His skin wasn’t warm to the touch, it was cool, too cold. So was hers. She rubbed his fingers, trying to force warmth back into him and wishing that she could be the one in that bed.
But she was there, at his side, helpless.
“Is this how you felt?” Skye asked him. “When I was taken and you were left behind, did you feel like this? Like you were being ripped apart, like you were losing your life…and there was nothing you could do but stand there and watch it all fall away?”
He didn’t answer her. He couldn’t. A tube was shoved down his throat. He couldn’t breathe on his own. They’d operated on him—three times. He hadn’t regained consciousness since the EMTs had hauled him out of that apartment.
It looked like something out of a horror movie.
“There’s no one for me to fight.” Her voice had gone hoarse. From the tears? Or from all the hours she’d talked to him?
Skye hadn’t slept. She couldn’t.
“I want to hurt the man who did this to you, but he’s gone.” And she was there. Holding him. “I need to confess something to you.”
She heard the rustle of the curtain behind her.
Skye didn’t look away from Trace.
“I would have killed Reese for you. I would have killed anyone to protect you.” She swallowed, trying to ease the ache in her throat so that she could keep talking. “I was never afraid of the darkness that you carried. Because inside, I’ve got that same darkness. I think…I think I just hide it better than you do.”
She hid her true self from everyone, but him.
“I would’ve killed them. I would’ve done anything for you.” Her hand lifted. She brushed her fingers over his still cheek. “I still will. I’ll do anything, Trace, just please, please come back to me. Because there is one thing I can’t do…I can’t live without you.” She didn’t want to try.
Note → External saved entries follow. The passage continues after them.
//! Backpressure-aware delivery to a single connection.
//!
//! A send to a peer whose outbound queue is above the high-water mark waits
//! with exponential backoff until the queue drains, the peer goes away, or
//! the retry budget runs out. Callers treat every outcome as fire-and-forget;
//! [`Delivery`] exists for logging and tests.
//!
//! The wait happens inside the handler of the connection that produced the
//! message. Until it ends, that connection gets no other replies, HEARTBEAT
//! included: with the default policy one congested receiver holds its sender
//! up for about 53 s before the message is dropped.

use crate::config::BackpressureConfig;
use crate::connection::Connection;
use crate::messages::ServerMessage;

#[derive(Debug, Clone, Copy, PartialEq, Eq)]
pub enum Delivery {
    Delivered,
    /// Peer was closed before the write
    Closed,
    /// Peer stayed congested for the whole retry budget
    GaveUp,
    /// Serialization or the write itself failed
    Failed,
}

pub async fn send(
    conn: &dyn Connection,
    msg: &ServerMessage,
    policy: &BackpressureConfig,
) -> Delivery {
    if !conn.is_open() {
        return Delivery::Closed;
    }

    let payload = match serde_json::to_string(msg) {
        Ok(payload) => payload,
        Err(e) => {
            tracing::debug!("Dropping unserializable message for {}: {}", conn.id(), e);
            return Delivery::Failed;
        }
    };

    let mut attempt = 0;
    while conn.buffered_bytes() > policy.high_water_mark {
        if attempt >= policy.max_retries {
            tracing::warn!(
                "Giving up on {} after {} deferred attempts ({} bytes buffered)",
                conn.id(),
                attempt,
                conn.buffered_bytes()
            );
            return Delivery::GaveUp;
        }
        tokio::time::sleep(policy.delay_for(attempt)).await;
        attempt += 1;
        if !conn.is_open() {
            return Delivery::Closed;
        }
    }

    match conn.write(payload) {
        Ok(()) => Delivery::Delivered,
        Err(e) => {
            tracing::debug!("Write to {} failed: {}", conn.id(), e);
            Delivery::Failed
        }
    }
}
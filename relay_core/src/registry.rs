//! Connection registry: share codes and origin codes mapped to live
//! connections.
//!
//! Entries carry no TTL; they live until the owning connection closes and
//! [`Registry::purge`] runs.

use crate::codes::{Code, OriginCode, ShareCode};
use crate::connection::{ConnectionHandle, ConnectionId};
use crate::error::RelayError;
use std::collections::HashMap;
use std::collections::hash_map::Entry;
use tokio::sync::RwLock;

/// Generation attempts before a code space is considered exhausted
pub const MAX_ISSUE_ATTEMPTS: u32 = 16;

/// One code space
pub struct CodeMap<C: Code> {
    entries: RwLock<HashMap<C, ConnectionHandle>>,
}

impl<C: Code> Default for CodeMap<C> {
    fn default() -> Self {
        Self {
            entries: RwLock::new(HashMap::new()),
        }
    }
}

impl<C: Code> CodeMap<C> {
    /// Bind `code` to `conn`, replacing any previous binding
    pub async fn register(&self, code: C, conn: ConnectionHandle) -> Option<ConnectionHandle> {
        self.entries.write().await.insert(code, conn)
    }

    /// Mint a code that is not currently live and bind it to `conn`
    pub async fn issue(&self, conn: &ConnectionHandle) -> Result<C, RelayError> {
        let mut entries = self.entries.write().await;
        for _ in 0..MAX_ISSUE_ATTEMPTS {
            if let Entry::Vacant(slot) = entries.entry(C::generate()) {
                let code = slot.key().clone();
                slot.insert(conn.clone());
                return Ok(code);
            }
        }
        Err(RelayError::CodeSpaceExhausted {
            space: C::SPACE,
            attempts: MAX_ISSUE_ATTEMPTS,
        })
    }

    pub async fn lookup(&self, code: &C) -> Option<ConnectionHandle> {
        self.entries.read().await.get(code).cloned()
    }

    /// Remove every entry pointing at `conn`, returning the removed codes
    pub async fn purge(&self, conn: ConnectionId) -> Vec<C> {
        let mut entries = self.entries.write().await;
        let mut removed = Vec::new();
        entries.retain(|code, owner| {
            let keep = owner.id() != conn;
            if !keep {
                removed.push(code.clone());
            }
            keep
        });
        removed
    }

    pub async fn len(&self) -> usize {
        self.entries.read().await.len()
    }

    pub async fn is_empty(&self) -> bool {
        self.entries.read().await.is_empty()
    }
}

/// What a purge removed
#[derive(Debug, Default)]
pub struct Purged {
    pub share_codes: Vec<ShareCode>,
    pub origin_codes: Vec<OriginCode>,
}

impl Purged {
    pub fn is_empty(&self) -> bool {
        self.share_codes.is_empty() && self.origin_codes.is_empty()
    }
}

#[derive(Default)]
pub struct Registry {
    pub share_codes: CodeMap<ShareCode>,
    pub origin_codes: CodeMap<OriginCode>,
}

impl Registry {
    pub fn new() -> Self {
        Self::default()
    }

    /// Drop every code in both spaces owned by `conn`.
    ///
    /// Safe to call for a connection that owns nothing.
    pub async fn purge(&self, conn: ConnectionId) -> Purged {
        Purged {
            share_codes: self.share_codes.purge(conn).await,
            origin_codes: self.origin_codes.purge(conn).await,
        }
    }
}
//! The connection seam between the relay engine and the transport.
//!
//! The engine only ever holds `Arc<dyn Connection>` handles; the transport
//! owns the socket and its lifecycle.

use crate::error::RelayError;
use std::fmt;
use std::sync::Arc;
use uuid::Uuid;

#[derive(Debug, Clone, Copy, PartialEq, Eq, Hash)]
pub struct ConnectionId(Uuid);

impl ConnectionId {
    pub fn new() -> Self {
        Self(Uuid::new_v4())
    }
}

impl Default for ConnectionId {
    fn default() -> Self {
        Self::new()
    }
}

impl fmt::Display for ConnectionId {
    fn fmt(&self, f: &mut fmt::Formatter<'_>) -> fmt::Result {
        // First group is plenty for log correlation
        write!(f, "{}", &self.0.simple().to_string()[..8])
    }
}

/// A bidirectional message channel owned by the transport
pub trait Connection: Send + Sync {
    fn id(&self) -> ConnectionId;

    fn is_open(&self) -> bool;

    /// Bytes accepted by `write` but not yet handed to the socket
    fn buffered_bytes(&self) -> usize;

    /// Queue one text frame for delivery
    fn write(&self, payload: String) -> Result<(), RelayError>;
}

pub type ConnectionHandle = Arc<dyn Connection>;

#[cfg(test)]
pub(crate) mod testing {
    use super::*;
    use std::sync::Mutex;
    use std::sync::atomic::{AtomicBool, AtomicUsize, Ordering};

    /// In-memory connection that records every written frame
    pub struct RecordingConnection {
        id: ConnectionId,
        open: AtomicBool,
        buffered: AtomicUsize,
        writes: Mutex<Vec<serde_json::Value>>,
    }

    impl RecordingConnection {
        pub fn new() -> Arc<Self> {
            Arc::new(Self {
                id: ConnectionId::new(),
                open: AtomicBool::new(true),
                buffered: AtomicUsize::new(0),
                writes: Mutex::new(Vec::new()),
            })
        }

        pub fn handle(self: &Arc<Self>) -> ConnectionHandle {
            self.clone()
        }

        pub fn close(&self) {
            self.open.store(false, Ordering::SeqCst);
        }

        pub fn set_buffered(&self, bytes: usize) {
            self.buffered.store(bytes, Ordering::SeqCst);
        }

        /// Every frame written so far, parsed as JSON
        pub fn sent(&self) -> Vec<serde_json::Value> {
            self.writes.lock().unwrap().clone()
        }

        pub fn sent_events(&self) -> Vec<String> {
            self.sent()
                .iter()
                .map(|msg| msg["event"].as_str().unwrap_or_default().to_string())
                .collect()
        }
    }

    impl Connection for RecordingConnection {
        fn id(&self) -> ConnectionId {
            self.id
        }

        fn is_open(&self) -> bool {
            self.open.load(Ordering::SeqCst)
        }

        fn buffered_bytes(&self) -> usize {
            self.buffered.load(Ordering::SeqCst)
        }

        fn write(&self, payload: String) -> Result<(), RelayError> {
            let value = serde_json::from_str(&payload)?;
            self.writes.lock().unwrap().push(value);
            Ok(())
        }
    }
}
A hand touched her shoulder. “
Skye.”
Alex’s voice. He’d heard her confession. She didn’t care. She didn’t care about anything but Trace.
“Has there been any change?” Alex asked her.
Her fingers slid back down to hold Trace’s hand. “Not yet. But there will be. He’s coming back to me.”
Alex’s hand fell away from her. “I heard that…” He cleared his throat. “I heard that Claire Kramer and Drake Archer will be discharged soon.”
Skye nodded. “That’s good.” They’d healed. Trace would, too.
“Noah York is improving. He lost a lot of blood, so the docs aren’t ready to release him yet.” Alex paused. “Noah said that Weston saved his life, and Claire…she said you are the only reason she’s still here.”
She still didn’t look away from Trace. She just needed him to open his eyes. Once he opened his eyes, everything would be all right.
“I saw Reese following me when I left the station. I’d thought that Weston sent him after me.”
She slipped her fingers over Trace’s knuckles. Her engagement ring gleamed up at her. “You always think the worst of Trace.”
“I thought he’d killed Parker because he loved you and wanted you safe.” Alex cleared his throat. “But we found evidence at Reese’s place. Photos. He’d been following Parker. Meeting with him.”
“I guess they both wanted the same thing,” Skye whispered. “To destroy Trace.”
“Reese was…involved with Sara. We showed one of Sara’s neighbors a picture of him, and the neighbor confirmed that he’d been there to visit her several times.”
“He was just using her. He used her, and he killed her.” And Skye had trusted him.
When you put your trust in the wrong person, you opened yourself up for all kinds of hurt.
Skye didn’t think it was possible to hurt more than she did then.
“What I don’t understand…” Alex’s shoulder brushed against hers. “What I don’t understand is why I didn’t get killed, too. He had me. Reese knocked me out. He could’ve killed me at any point.”